The wisdom of God is in sharp contrast to the wisdom of man.  The

wisdom of the world swings from one extreme to the other, going in cycles of acceptance and rejection.  Science textbooks more than 10 years of age are totally outdated.  In contrast to that, the Word of God remains unchanged and unchanging, always relevant, always up-to-date, always perceptive and penetrating and eternally accurate. 

The supreme motive of the preacher is that the hearer stand not in the wisdom of man, but in the power of God.  And that task of the preacher has to do with his identity as an expositor of the Word of God.  It is the one discipline that can make him an effective master of the faith. 

As a preacher, I can speak to the physicist, the high tech engineers, the doctors, the lawyers, the bankers, the captains of industry, as well as artisans, secretaries, plumbers and many others, presenting essential knowledge about themselves and life that they would never learn in any secular university or graduate school.  I am privileged to present to them a perspective on reality not available from any other source.

Now, this is a tragedy of much modern preaching.  Preachers have come to believe that the average person no longer has any religious interest.  So, they appeal to knowledge of science or philosophy.

If people appear to have no religious interest, it is because preaching has failed to clarify that which people really want to find: namely, the secret of human fulfillment.  That is what God lovingly offers to us in the Bible.  True preaching—the preaching of the truth and wisdom of God—will result in human glorification, the actual fulfillment of our deepest desires.

Well, I am done.  I cannot emphasize enough—as you have heard me say in these lectures, I cannot emphasize enough how marvelous and how wonderful the Lord has been to me. 

And to take that Book and declare its message is pertinent to every life and every factor of living: for the home and the family, for America, for the business.  It impacts every area of human life.  And all you have to do is read it and expound it.  What a marvelous, marvelous ministry you can have, if it is based upon the infallible Word of God.
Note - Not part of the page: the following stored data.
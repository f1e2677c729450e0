//! Entry point bundling every workflow service over one shared context.

use super::{
    AccessService, AnnotationService, ProgressAggregator, ProjectLifecycleService,
    RoleAssignmentService, TaskLifecycleService, WorkflowContext,
};
use crate::labeling::ports::WorkflowPorts;
use mockable::Clock;
use std::sync::Arc;

/// The labeling workflow engine.
///
/// Services handed out by one engine share ports, clock and locks, so
/// concurrent calls through any of them are serialized per task and per
/// project.
pub struct WorkflowEngine<C> {
    ctx: Arc<WorkflowContext<C>>,
}

impl<C> Clone for WorkflowEngine<C> {
    fn clone(&self) -> Self {
        Self {
            ctx: Arc::clone(&self.ctx),
        }
    }
}

impl<C> WorkflowEngine<C>
where
    C: Clock + Send + Sync,
{
    /// Creates an engine over `ports`.
    #[must_use]
    pub fn new(ports: WorkflowPorts, clock: Arc<C>) -> Self {
        Self {
            ctx: Arc::new(WorkflowContext::new(ports, clock)),
        }
    }

    /// Project lifecycle operations.
    #[must_use]
    pub fn projects(&self) -> ProjectLifecycleService<C> {
        ProjectLifecycleService::new(Arc::clone(&self.ctx))
    }

    /// Task lifecycle operations.
    #[must_use]
    pub fn tasks(&self) -> TaskLifecycleService<C> {
        TaskLifecycleService::new(Arc::clone(&self.ctx))
    }

    /// Direct role assignment and transfer.
    #[must_use]
    pub fn roles(&self) -> RoleAssignmentService<C> {
        RoleAssignmentService::new(Arc::clone(&self.ctx))
    }

    /// Progress aggregation.
    #[must_use]
    pub fn progress(&self) -> ProgressAggregator<C> {
        ProgressAggregator::new(Arc::clone(&self.ctx))
    }

    /// Label and review submission.
    #[must_use]
    pub fn annotations(&self) -> AnnotationService<C> {
        AnnotationService::new(Arc::clone(&self.ctx))
    }

    /// Permission evaluation.
    #[must_use]
    pub fn access(&self) -> AccessService<C> {
        AccessService::new(Arc::clone(&self.ctx))
    }
}
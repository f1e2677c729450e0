//! Tracing subscriber installation.

use crate::config::{LogFormat, TelemetrySettings};
use thiserror::Error;
use tracing_subscriber::EnvFilter;
use tracing_subscriber::layer::SubscriberExt as _;
use tracing_subscriber::util::SubscriberInitExt as _;

/// Errors raised while installing the subscriber.
#[derive(Debug, Error)]
pub enum TelemetryError {
    /// The filter directive could not be parsed.
    #[error("invalid log filter: {0}")]
    Filter(#[from] tracing_subscriber::filter::ParseError),
}

/// Installs the global tracing subscriber.
///
/// Returns `false` when a subscriber was already installed, in which case
/// the existing one is kept.
///
/// # Errors
///
/// Returns [`TelemetryError::Filter`] when the filter directive is invalid.
pub fn init_tracing(settings: &TelemetrySettings) -> Result<bool, TelemetryError> {
    let filter = EnvFilter::try_new(&settings.filter)?;
    let (pretty, json) = match settings.format {
        LogFormat::Pretty => (Some(tracing_subscriber::fmt::layer().pretty()), None),
        LogFormat::Json => (None, Some(tracing_subscriber::fmt::layer().json())),
    };
    let installed = tracing_subscriber::registry()
        .with(filter)
        .with(pretty)
        .with(json)
        .try_init()
        .is_ok();
    Ok(installed)
}
impl Categories {
    /// Normalizes raw category names, dropping blanks.
    #[must_use]
    pub fn normalize<I, S>(raw: I) -> Self
    where
        I: IntoIterator<Item = S>,
        S: AsRef<str>,
    {
        Self(
            raw.into_iter()
                .map(|name| name.as_ref().trim().to_lowercase())
                .filter(|name| !name.is_empty())
                .collect(),
        )
    }

    /// Adds every category of `other`; returns `true` when any was new.
    pub fn merge(&mut self, other: Self) -> bool {
        let before = self.0.len();
        self.0.extend(other.0);
        self.0.len() != before
    }

    /// Returns `true` when there are no categories.
    #[must_use]
    pub fn is_empty(&self) -> bool {
        self.0.is_empty()
    }

    /// Returns the number of categories.
    #[must_use]
    pub fn len(&self) -> usize {
        self.0.len()
    }

    /// Returns `true` when `name`, normalized, is present.
    #[must_use]
    pub fn contains(&self, name: &str) -> bool {
        self.0.contains(&name.trim().to_lowercase())
    }

    /// Iterates the categories in sorted order.
    pub fn iter(&self) -> impl Iterator<Item = &str> {
        self.0.iter().map(String::as_str)
    }
}

impl fmt::Display for Categories {
    fn fmt(&self, f: &mut fmt::Formatter<'_>) -> fmt::Result {
        let joined: Vec<&str> = self.iter().collect();
        f.write_str(&joined.join(","))
    }
}

/// Batch size and label/review multiplicity fixed at project initialization.
#[derive(Debug, Clone, Copy, PartialEq, Eq, Serialize, Deserialize)]
pub struct WorkflowConfig {
    batch_size: usize,
    label_times: u32,
    review_times: u32,
}

impl WorkflowConfig {
    /// Validates and creates a configuration.
    ///
    /// `batch_size == 0` means one task per dataset; `review_times == 0`
    /// disables review.
    ///
    /// # Errors
    ///
    /// Returns [`LabelingDomainError::InvalidLabelTimes`] when `label_times`
    /// is zero.
    pub const fn new(
        batch_size: usize,
        label_times: u32,
        review_times: u32,
    ) -> Result<Self, LabelingDomainError> {
        if label_times == 0 {
            return Err(LabelingDomainError::InvalidLabelTimes(label_times));
        }
        Ok(Self {
            batch_size,
            label_times,
            review_times,
        })
    }

    /// Images per task; zero means one task per dataset.
    #[must_use]
    pub const fn batch_size(&self) -> usize {
        self.batch_size
    }

    /// Labelers required per image.
    #[must_use]
    pub const fn label_times(&self) -> u32 {
        self.label_times
    }

    /// Reviewers required per image.
    #[must_use]
    pub const fn review_times(&self) -> u32 {
        self.review_times
    }

    /// Returns `true` when review is part of the workflow.
    #[must_use]
    pub const fn review_enabled(&self) -> bool {
        self.review_times > 0
    }

    /// Splits `total` images into consecutive task ranges.
    ///
    /// A zero batch size keeps the whole dataset in one task, even when it
    /// is empty. Otherwise the dataset yields `ceil(total / batch_size)`
    /// tasks, none for an empty dataset.
    #[must_use]
    pub fn partition(&self, total: usize) -> Vec<Range<usize>> {
        if self.batch_size == 0 {
            return vec![0..total];
        }
        (0..total)
            .step_by(self.batch_size)
            .map(|start| start..start.saturating_add(self.batch_size).min(total))
            .collect()
    }
}

/// Number of tasks per status.
#[derive(Debug, Clone, Copy, Default, PartialEq, Eq, Serialize, Deserialize)]
pub struct TaskCounters {
    /// All tasks of the project.
    pub total: u64,
    /// Tasks without an active leader yet.
    pub waiting: u64,
    /// Tasks being labeled or reviewed.
    pub working: u64,
    /// Tasks waiting for manager QA.
    pub reviewing: u64,
    /// Tasks rejected by manager QA.
    pub rejected: u64,
    /// Tasks accepted by manager QA.
    pub accepted: u64,
}

impl TaskCounters {
    /// Counters of `total` freshly created tasks.
    #[must_use]
    pub const fn fresh(total: u64) -> Self {
        Self {
            total,
            waiting: total,
            working: 0,
            reviewing: 0,
            rejected: 0,
            accepted: 0,
        }
    }

    /// Counts one more task in `status`.
    pub const fn record(&mut self, status: TaskStatus) {
        self.total += 1;
        match status {
            TaskStatus::Waiting => self.waiting += 1,
            TaskStatus::Working => self.working += 1,
            TaskStatus::Reviewing => self.reviewing += 1,
            TaskStatus::Rejected => self.rejected += 1,
            TaskStatus::Accepted => self.accepted += 1,
        }
    }
}
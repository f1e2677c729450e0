//! Then steps for review verdict BDD scenarios.

use super::world::{ReviewWorld, run_async};
use labelflow::labeling::{
    domain::{ImageStatus, TaskImageView, TaskStatus, User},
    services::ImageListRequest,
};
use rstest_bdd_macros::then;

fn image_seen_by(world: &ReviewWorld, user: &User) -> Result<TaskImageView, eyre::Report> {
    let (task_id, image_id, _) = world.labeling_target()?;
    let page = run_async(
        world
            .engine
            .annotations()
            .list_images_for_role(ImageListRequest::new(task_id, user.id(), 10)),
    )?;
    page.images
        .into_iter()
        .find(|image| image.id == image_id)
        .ok_or_else(|| eyre::eyre!("image {image_id} not visible to {}", user.name()))
}

fn expect_status(view: &TaskImageView, status: &str) -> Result<(), eyre::Report> {
    let expected = ImageStatus::try_from(status)
        .map_err(|err| eyre::eyre!("invalid expected status in scenario: {err}"))?;
    if view.status != Some(expected) {
        return Err(eyre::eyre!(
            "expected image status {expected}, found {:?}",
            view.status
        ));
    }
    Ok(())
}

#[then(r#"the labeler sees the image as "{status}""#)]
fn labeler_sees_status(world: &ReviewWorld, status: String) -> Result<(), eyre::Report> {
    let (_, _, labeler) = world.labeling_target()?;
    expect_status(&image_seen_by(world, labeler)?, &status)
}

#[then(r#"the reviewer sees the image as "{status}""#)]
fn reviewer_sees_status(world: &ReviewWorld, status: String) -> Result<(), eyre::Report> {
    let (reviewer, _) = world.review_target()?;
    expect_status(&image_seen_by(world, reviewer)?, &status)
}

#[then("the reviewer sees no reviews on the image")]
fn reviewer_sees_no_reviews(world: &ReviewWorld) -> Result<(), eyre::Report> {
    let (reviewer, _) = world.review_target()?;
    let view = image_seen_by(world, reviewer)?;
    if !view.reviews.is_empty() {
        return Err(eyre::eyre!("expected no reviews, found {}", view.reviews.len()));
    }
    Ok(())
}

#[then("the labeler may label the image again")]
fn labeler_may_relabel(world: &ReviewWorld) -> Result<(), eyre::Report> {
    let (task_id, image_id, labeler) = world.labeling_target()?;
    let allowed = run_async(
        world
            .engine
            .annotations()
            .can_set_label(task_id, image_id, labeler.id()),
    )?;
    if !allowed {
        return Err(eyre::eyre!("labeler should be allowed to relabel"));
    }
    Ok(())
}

#[then("the reviewer may not review the label again")]
fn reviewer_may_not_review_again(world: &ReviewWorld) -> Result<(), eyre::Report> {
    let (task_id, image_id, _) = world.labeling_target()?;
    let (reviewer, label_id) = world.review_target()?;
    let allowed = run_async(world.engine.annotations().can_set_review(
        task_id,
        image_id,
        reviewer.id(),
        label_id,
    ))?;
    if allowed {
        return Err(eyre::eyre!("a second review of the same label must be refused"));
    }
    Ok(())
}

#[then(r#"the task status is "{status}""#)]
fn task_status_is(world: &ReviewWorld, status: String) -> Result<(), eyre::Report> {
    let expected = TaskStatus::try_from(status.as_str())
        .map_err(|err| eyre::eyre!("invalid expected status in scenario: {err}"))?;
    let (task_id, _, _) = world.labeling_target()?;
    let task = run_async(world.engine.tasks().find(task_id))?;
    if task.status() != expected {
        return Err(eyre::eyre!(
            "expected task status {expected}, found {}",
            task.status()
        ));
    }
    Ok(())
}
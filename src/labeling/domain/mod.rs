//! Domain model for the labeling workflow.
//!
//! Projects are split into tasks, tasks are staffed with leader and worker
//! roles, and every image of a task carries its own label/review state. All
//! types here are pure: persistence and orchestration live outside the
//! domain boundary.

mod access;
mod dataset;
mod error;
mod ids;
mod image;
mod project;
mod role;
mod task;
mod user;

pub use access::{AccessSubject, Capability, Resource, permits};
pub use dataset::{DatasetImage, DatasetObject, DatasetRef};
pub use error::{ErrorKind, LabelingDomainError, ParseEnumError};
pub use ids::{
    DatasetId, DatasetImageId, LabelId, ProjectId, ReviewId, TaskId, TaskImageId, TaskRoleId,
    UserId,
};
pub use image::{
    Annotation, BoundingBox, ImageStatus, LabelSubmission, PRE_LABEL_USER,
    RELABEL_ACCEPTED_LABELS, ReviewAction, ReviewSubmission, RoleKey, StatusCounts, TaskImage,
    TaskImageView, normalize_annotations,
};
pub use project::{
    Categories, ManagerChanges, NewProject, Project, ProjectQaAction, ProjectStatus,
    TaskCounters, WorkflowConfig,
};
pub use role::{
    Contribution, ProjectRole, RoleKind, TaskProgress, TaskRole, TaskRoleKind,
    validate_role_batch,
};
pub use task::{LabelTask, TaskQaAction, TaskStatus};
pub use user::{User, UserRef};
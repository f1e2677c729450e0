//! In-memory repository for label tasks.

use async_trait::async_trait;
use std::collections::HashMap;
use std::sync::{Arc, RwLock};

use super::poisoned;
use crate::labeling::{
    domain::{LabelTask, ProjectId, TaskCounters, TaskId},
    ports::{RepositoryError, RepositoryResult, TaskRepository},
};

/// Thread-safe in-memory task repository.
#[derive(Debug, Clone, Default)]
pub struct InMemoryTaskRepository {
    state: Arc<RwLock<HashMap<TaskId, LabelTask>>>,
}

impl InMemoryTaskRepository {
    /// Creates an empty in-memory repository.
    #[must_use]
    pub fn new() -> Self {
        Self::default()
    }
}

#[async_trait]
impl TaskRepository for InMemoryTaskRepository {
    async fn store_batch(&self, tasks: &[LabelTask]) -> RepositoryResult<()> {
        let mut state = self.state.write().map_err(|err| poisoned(&err))?;
        for task in tasks {
            state.insert(task.id(), task.clone());
        }
        Ok(())
    }

    async fn delete_batch(&self, ids: &[TaskId]) -> RepositoryResult<()> {
        let mut state = self.state.write().map_err(|err| poisoned(&err))?;
        for id in ids {
            state.remove(id);
        }
        Ok(())
    }

    async fn update(&self, task: &LabelTask) -> RepositoryResult<()> {
        let mut state = self.state.write().map_err(|err| poisoned(&err))?;
        let slot = state
            .get_mut(&task.id())
            .ok_or(RepositoryError::TaskNotFound(task.id()))?;
        *slot = task.clone();
        Ok(())
    }

    async fn find_by_id(&self, id: TaskId) -> RepositoryResult<Option<LabelTask>> {
        let state = self.state.read().map_err(|err| poisoned(&err))?;
        Ok(state.get(&id).cloned())
    }

    async fn list_by_project(&self, project: ProjectId) -> RepositoryResult<Vec<LabelTask>> {
        let state = self.state.read().map_err(|err| poisoned(&err))?;
        let mut tasks: Vec<LabelTask> = state
            .values()
            .filter(|task| task.project_id() == project)
            .cloned()
            .collect();
        tasks.sort_by_key(LabelTask::idx);
        Ok(tasks)
    }

    async fn count_by_status(&self, project: ProjectId) -> RepositoryResult<TaskCounters> {
        let state = self.state.read().map_err(|err| poisoned(&err))?;
        let mut counters = TaskCounters::default();
        for task in state.values().filter(|task| task.project_id() == project) {
            counters.record(task.status());
        }
        Ok(counters)
    }
}
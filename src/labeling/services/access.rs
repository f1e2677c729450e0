//! Permission evaluation backed by the role repositories.

use super::{WorkflowContext, WorkflowResult};
use crate::labeling::domain::{
    AccessSubject, Capability, LabelingDomainError, ProjectId, Resource, UserId, permits,
};
use mockable::Clock;
use std::sync::Arc;
use tracing::warn;

/// Gathers a user's roles and evaluates capabilities against them.
pub struct AccessService<C> {
    ctx: Arc<WorkflowContext<C>>,
}

impl<C> Clone for AccessService<C> {
    fn clone(&self) -> Self {
        Self {
            ctx: Arc::clone(&self.ctx),
        }
    }
}

impl<C> AccessService<C>
where
    C: Clock + Send + Sync,
{
    /// Creates an access service over a shared context.
    #[must_use]
    pub const fn new(ctx: Arc<WorkflowContext<C>>) -> Self {
        Self { ctx }
    }

    /// Collects the role facts relevant to `resource`.
    ///
    /// # Errors
    ///
    /// Returns [`super::WorkflowError`] when the user or task is unknown.
    pub async fn subject(&self, user_id: UserId, resource: Resource) -> WorkflowResult<AccessSubject> {
        let user = self
            .ctx
            .ports
            .users
            .find_user(user_id)
            .await?
            .ok_or(LabelingDomainError::UserNotFound(user_id))?;
        let mut subject = AccessSubject {
            is_staff: user.is_staff(),
            ..AccessSubject::default()
        };
        match resource {
            Resource::Global => {}
            Resource::Project(project_id) => {
                self.collect_project_roles(&mut subject, project_id, user_id)
                    .await?;
            }
            Resource::Task(task_id) => {
                let task = self.ctx.find_task_or_error(task_id).await?;
                self.collect_project_roles(&mut subject, task.project_id(), user_id)
                    .await?;
                let roles = self
                    .ctx
                    .ports
                    .task_roles
                    .list_active_for_user(task_id, user_id)
                    .await?;
                subject.task_roles = roles.iter().map(|role| role.kind()).collect();
            }
        }
        Ok(subject)
    }

    /// Returns whether the user holds `capability` on `resource`.
    ///
    /// # Errors
    ///
    /// Returns [`super::WorkflowError`] when the user or task is unknown.
    pub async fn permits(
        &self,
        user_id: UserId,
        resource: Resource,
        capability: Capability,
    ) -> WorkflowResult<bool> {
        let subject = self.subject(user_id, resource).await?;
        Ok(permits(&subject, capability))
    }

    /// Fails unless the user holds `capability` on `resource`.
    ///
    /// # Errors
    ///
    /// Returns [`LabelingDomainError::Forbidden`] when the capability is
    /// missing, or another [`super::WorkflowError`] when a lookup fails.
    pub async fn authorize(
        &self,
        user_id: UserId,
        resource: Resource,
        capability: Capability,
    ) -> WorkflowResult<()> {
        if self.permits(user_id, resource, capability).await? {
            return Ok(());
        }
        warn!(user_id = %user_id, %capability, "permission denied");
        Err(LabelingDomainError::Forbidden {
            user: user_id,
            capability,
        }
        .into())
    }

    async fn collect_project_roles(
        &self,
        subject: &mut AccessSubject,
        project_id: ProjectId,
        user_id: UserId,
    ) -> WorkflowResult<()> {
        let grants = self
            .ctx
            .ports
            .project_roles
            .list_for_user(project_id, user_id)
            .await?;
        subject.project_roles = grants.iter().map(|grant| grant.kind).collect();
        Ok(())
    }
}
And matter where you are, you have a message.  You always see me dressed so formally.  I have a funeral service.  What do you think I’m going to do that funeral service?  Do you think I’m going to read a passage from philosophy?  Do you think I’m going to speak of some scientific equation about this body that is decaying in the grave? 

What do you think I’m going to do?  I’m going to take my Bible.  And I’m going open that Book and I’m going to preach out of that Bible.  That’s what I’m going to do at the funeral service this morning.

No matter where and no matter what the circumstances, the Bible is pertinent and has a living message for any of the fortunes and providences of human living.  And you have the privilege of declaring that Book: the infallible and inerrant Word of God.

Young men, God bless you as you listen to my voice and do exactly what I have said.

Any comment anyone wants to make?  Any questions you’d like to ask?

Thank you.

Y’all be sure—be sure to be here for class next time.  I’m going to speak on the second coming of Christ and the biblical revelations that precede His coming.  And I tell you, they are present in the world today. 

Oh, dear.  It just amazes me how all these things that the Lord has said come to pass before He comes back.  Some of them are taking place today.  And then, there are the marvelous, marvelous things that will take place when He comes.

Well, I love you.  Thank you for putting the Book right there.